Latest updates

As Israel’s invasion of Rafah enters its third week, hundreds of thousands of people fleeing the southern city of Gaza have encountered miserable conditions in their new camps and shelters.

Shortages of food, clean water and toilets have made the relocation experience particularly terrible, Gazans say, and price gouging has made the journey unaffordable for those who need transportation, including the elderly and disabled.

“We are dealing with horrific circumstances,” said Khalil el-Halabi, a retired United Nations official in his 70s who left Rafah last week for Al-Mawasi, a beach area that Israel has designated a humanitarian”.

“We don’t have what we need,” Mr. Halabi said. “We can barely find water.”

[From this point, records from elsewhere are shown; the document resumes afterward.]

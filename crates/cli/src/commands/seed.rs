//! Seed the catalog from a YAML file.
//!
//! ```yaml
//! categories:
//!   - name: Electronics
//!     sub_categories:
//!       - name: Smartphones
//!         products:
//!           - name: iPhone 13
//!             description: Apple smartphone
//!             price: "999.00"
//!   - name: Books
//!     products:
//!       - name: Rust in Action
//!         price: "39.99"
//! ```
//!
//! The whole file is validated before connecting, then inserted inside one
//! transaction. A failure part-way leaves the database untouched.

use std::path::Path;

use serde::Deserialize;
use sqlx::{Postgres, Transaction};
use tracing::{error, info};

use simple_ecomm_api::db;
use simple_ecomm_core::{CategoryId, Price};

use super::database_url;

/// Top level of a catalog file.
#[derive(Debug, Deserialize)]
pub struct CatalogFile {
    pub categories: Vec<SeedCategory>,
}

/// A top-level category with optional children and products of its own.
#[derive(Debug, Deserialize)]
pub struct SeedCategory {
    pub name: String,
    #[serde(default)]
    pub sub_categories: Vec<SeedSubCategory>,
    #[serde(default)]
    pub products: Vec<SeedProduct>,
}

/// A sub-category filed under a top-level category.
#[derive(Debug, Deserialize)]
pub struct SeedSubCategory {
    pub name: String,
    #[serde(default)]
    pub products: Vec<SeedProduct>,
}

/// A product. The price is kept as text so a bad value can be reported with
/// the product it belongs to.
#[derive(Debug, Deserialize)]
pub struct SeedProduct {
    pub name: String,
    pub description: Option<String>,
    pub price: String,
}

/// Counts of inserted rows.
#[derive(Debug, Default, PartialEq, Eq)]
pub struct SeedSummary {
    pub categories: usize,
    pub products: usize,
}

/// Check names and prices across the whole file.
///
/// Returns one message per problem; an empty list means the file is usable.
#[must_use]
pub fn validate_catalog(file: &CatalogFile) -> Vec<String> {
    let mut errors = Vec::new();

    if file.categories.is_empty() {
        errors.push("no categories defined".to_owned());
    }

    for category in &file.categories {
        if category.name.trim().is_empty() {
            errors.push("category with an empty name".to_owned());
        }
        check_products(&category.name, &category.products, &mut errors);

        for sub in &category.sub_categories {
            let path = format!("{} > {}", category.name, sub.name);
            if sub.name.trim().is_empty() {
                errors.push(format!("{}: sub-category with an empty name", category.name));
            }
            check_products(&path, &sub.products, &mut errors);
        }
    }

    errors
}

fn check_products(path: &str, products: &[SeedProduct], errors: &mut Vec<String>) {
    for product in products {
        if product.name.trim().is_empty() {
            errors.push(format!("{path}: product with an empty name"));
        }
        if let Err(e) = product.price.trim().parse::<Price>() {
            errors.push(format!("{path} > {}: {e}", product.name));
        }
    }
}

/// Load a catalog file and insert it.
///
/// # Errors
///
/// Returns an error if the file cannot be read or parsed, fails validation,
/// or the database rejects an insert.
pub async fn catalog(file_path: &str) -> Result<(), Box<dyn std::error::Error>> {
    let database_url = database_url()?;

    let path = Path::new(file_path);
    if !path.exists() {
        return Err(format!("File not found: {file_path}").into());
    }

    info!(path = %file_path, "Loading catalog from file");
    let content = tokio::fs::read_to_string(path).await?;
    let file: CatalogFile = serde_yaml::from_str(&content)?;

    let errors = validate_catalog(&file);
    if !errors.is_empty() {
        error!("Catalog validation failed:");
        for err in &errors {
            error!("  - {err}");
        }
        return Err(format!("{} validation errors found", errors.len()).into());
    }

    let pool = db::create_pool(&database_url, 2).await?;
    info!("Connected to database");

    let mut tx = pool.begin().await?;
    let summary = insert_catalog(&mut tx, &file).await?;
    tx.commit().await?;

    info!("Seeding complete!");
    info!("  Categories inserted: {}", summary.categories);
    info!("  Products inserted: {}", summary.products);
    Ok(())
}

async fn insert_catalog(
    tx: &mut Transaction<'_, Postgres>,
    file: &CatalogFile,
) -> Result<SeedSummary, sqlx::Error> {
    let mut summary = SeedSummary::default();

    for category in &file.categories {
        let top_id = insert_category(tx, &category.name, None).await?;
        summary.categories += 1;
        summary.products += insert_products(tx, top_id, &category.products).await?;

        for sub in &category.sub_categories {
            let sub_id = insert_category(tx, &sub.name, Some(top_id)).await?;
            summary.categories += 1;
            summary.products += insert_products(tx, sub_id, &sub.products).await?;
        }
    }

    Ok(summary)
}

async fn insert_category(
    tx: &mut Transaction<'_, Postgres>,
    name: &str,
    parent_id: Option<CategoryId>,
) -> Result<CategoryId, sqlx::Error> {
    sqlx::query_scalar::<_, CategoryId>(
        "INSERT INTO categories (name, parent_id) VALUES ($1, $2) RETURNING id",
    )
    .bind(name.trim())
    .bind(parent_id)
    .fetch_one(&mut **tx)
    .await
}

async fn insert_products(
    tx: &mut Transaction<'_, Postgres>,
    category_id: CategoryId,
    products: &[SeedProduct],
) -> Result<usize, sqlx::Error> {
    for product in products {
        // Prices were checked by validate_catalog.
        let price: Price = product
            .price
            .trim()
            .parse()
            .map_err(|e| sqlx::Error::Protocol(format!("{}: {e}", product.name)))?;

        sqlx::query(
            "INSERT INTO products (name, description, price, category_id) VALUES ($1, $2, $3, $4)",
        )
        .bind(product.name.trim())
        .bind(product.description.as_deref())
        .bind(price)
        .bind(category_id)
        .execute(&mut **tx)
        .await?;
    }
    Ok(products.len())
}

More than 800,000 people have left Rafah in the past two weeks, a United Nations official said Monday. The Israeli military said the same day that more than 950,000 of the city’s civilians had moved since it gave expanded evacuation orders. A military spokesman said between 300,000 and 400,000 civilians remain there.

A satellite view from Maxar Technologies showing an area of ​​Khan Younis in the southern Gaza Strip on May 4.Credit…Maxar Technologies, via Reuters

The same area on May 15th.Credit…Maxar Technologies, via Reuters

The latest wave of displacement in Gaza began on May 6, when Israel sent evacuation warnings and launched military operations in eastern Rafah, along the border with Egypt. More than half of the enclave’s civilians had sought refuge in the city, most of them after fleeing fighting elsewhere in Gaza several times.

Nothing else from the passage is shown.